(DIRECTIONS)
Where does the word "based" show up in the records? Copy every line that holds it.

(DATA PROVIDED)
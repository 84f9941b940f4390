//! In-memory resource store.

use std::collections::HashMap;
use std::path::{Path, PathBuf};
use std::sync::RwLock;

use crate::resource::{upload_path, Resource, ResourceStore, ResourceUpdate, StoreError};

/// A [`ResourceStore`] backed by a map. Used for embedding and tests.
#[derive(Debug, Default)]
pub struct MemoryResourceStore {
    resources: RwLock<HashMap<String, Resource>>,
    storage_dir: Option<PathBuf>,
}

impl MemoryResourceStore {
    pub fn new() -> Self {
        Self::default()
    }

    /// Resolve uploads under `storage_dir` instead of treating URLs as paths.
    pub fn with_storage_dir(storage_dir: impl AsRef<Path>) -> Self {
        Self {
            resources: RwLock::default(),
            storage_dir: Some(storage_dir.as_ref().to_path_buf()),
        }
    }

    /// Add or replace a resource.
    pub fn insert(&self, resource: Resource) {
        let mut resources = self.resources.write().unwrap_or_else(|e| e.into_inner());
        resources.insert(resource.id.clone(), resource);
    }

    pub fn len(&self) -> usize {
        self.resources.read().unwrap_or_else(|e| e.into_inner()).len()
    }

    pub fn is_empty(&self) -> bool {
        self.len() == 0
    }
}

impl ResourceStore for MemoryResourceStore {
    fn get_resource(&self, id: &str) -> Result<Resource, StoreError> {
        let resources = self.resources.read().unwrap_or_else(|e| e.into_inner());
        resources
            .get(id)
            .cloned()
            .ok_or_else(|| StoreError::NotFound(id.to_string()))
    }

    fn update_resource(&self, id: &str, update: ResourceUpdate) -> Result<Resource, StoreError> {
        let mut resources = self.resources.write().unwrap_or_else(|e| e.into_inner());
        let resource = resources
            .get_mut(id)
            .ok_or_else(|| StoreError::NotFound(id.to_string()))?;
        update.apply(resource);
        Ok(resource.clone())
    }

    fn resource_file_path(&self, resource: &Resource) -> Result<PathBuf, StoreError> {
        upload_path(self.storage_dir.as_deref(), resource)
    }

    fn name_taken(&self, name: &str) -> Result<bool, StoreError> {
        let resources = self.resources.read().unwrap_or_else(|e| e.into_inner());
        Ok(resources.values().any(|r| r.name.as_deref() == Some(name)))
    }
}
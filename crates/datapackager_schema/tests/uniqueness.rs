//! Property tests for field uniqueness.
//!
//! Whatever sequence of creates, updates and deletes is applied, and whether
//! each one succeeds or not, no two stored fields share an index or a name.

use std::collections::HashSet;
use std::sync::Arc;

use datapackager_schema::{FieldInput, MemoryResourceStore, Resource, SchemaEngine};
use proptest::prelude::*;

#[derive(Debug, Clone)]
enum Op {
    Create(u64, String),
    Update(u64, String),
    Delete(u64),
}

fn op() -> impl Strategy<Value = Op> {
    // Small spaces so collisions are common
    let index = 0u64..6;
    let name = prop::sample::select(vec!["a", "b", "c", "d", "e"]).prop_map(String::from);
    prop_oneof![
        (index.clone(), name.clone()).prop_map(|(i, n)| Op::Create(i, n)),
        (index.clone(), name).prop_map(|(i, n)| Op::Update(i, n)),
        index.prop_map(Op::Delete),
    ]
}

proptest! {
    #![proptest_config(ProptestConfig::with_cases(64))]

    /// Indices and names stay unique after every operation.
    #[test]
    fn prop_fields_stay_unique(ops in prop::collection::vec(op(), 1..40)) {
        let resources = Arc::new(MemoryResourceStore::new());
        resources.insert(Resource::new("r1", "pkg", "u"));
        let engine = SchemaEngine::new(resources);

        for op in ops {
            let _ = match op {
                Op::Create(i, n) => engine.field_create("r1", FieldInput::new(i, n)).map(|_| ()),
                Op::Update(i, n) => engine.field_update("r1", FieldInput::new(i, n)).map(|_| ()),
                Op::Delete(i) => engine.field_delete("r1", i),
            };

            let schema = engine.schema_show("r1").unwrap();
            let indexes: HashSet<u64> = schema.fields.iter().map(|f| f.index).collect();
            let names: HashSet<&str> = schema.fields.iter().map(|f| f.name.as_str()).collect();
            prop_assert_eq!(indexes.len(), schema.fields.len());
            prop_assert_eq!(names.len(), schema.fields.len());
        }
    }

    /// A successful create is always visible to show, unchanged.
    #[test]
    fn prop_create_then_show(index in 0u64..1_000, name in "[a-z][a-z0-9_]{0,11}") {
        let resources = Arc::new(MemoryResourceStore::new());
        resources.insert(Resource::new("r1", "pkg", "u"));
        let engine = SchemaEngine::new(resources);

        let created = engine.field_create("r1", FieldInput::new(index, name.clone())).unwrap();
        let shown = engine.field_show("r1", index).unwrap();
        prop_assert_eq!(&shown, &created);
        prop_assert_eq!(shown.name, name);
    }
}
//! CSV Type Inference Engine
//!
//! Given a delimited text file, produce a JSON Table Schema: one field per
//! column with its zero-based `index`, the header text as `name`, and an
//! inferred `type`.
//!
//! # Pipeline
//!
//! 1. [`table`]: sniff the delimiter and read the file into memory
//! 2. [`type_inference`]: constraint-based elimination per column, resolved
//!    by a fixed precedence (integer, number, boolean, datetime, string)
//! 3. [`stats`]: descriptive statistics for numeric columns (full mode only)
//! 4. [`temporal`]: `earliest/latest` extent for temporal columns, best effort
//!
//! Entry points are [`infer_schema_from_path`] and [`infer_schema_from_bytes`].

pub mod error;
pub mod infer;
pub mod stats;
pub mod table;
pub mod temporal;
pub mod type_inference;

pub use error::InferenceError;
pub use infer::{
    infer_schema_from_bytes, infer_schema_from_path, InferenceMode, InferenceOptions,
    InferredField, InferredSchema, DEFAULT_SAMPLE_BYTES,
};
pub use stats::ColumnStats;
pub use table::{read_table, sniff_delimiter, Table};
pub use temporal::{
    parse_timestamp, temporal_extent, time_extent, TemporalError, Timestamp, TimestampParser,
};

(EXERCISE ANSWER)
//! column with its zero-based `index`, the header text as `name`, and an
//! 2. [`type_inference`]: constraint-based elimination per column, resolved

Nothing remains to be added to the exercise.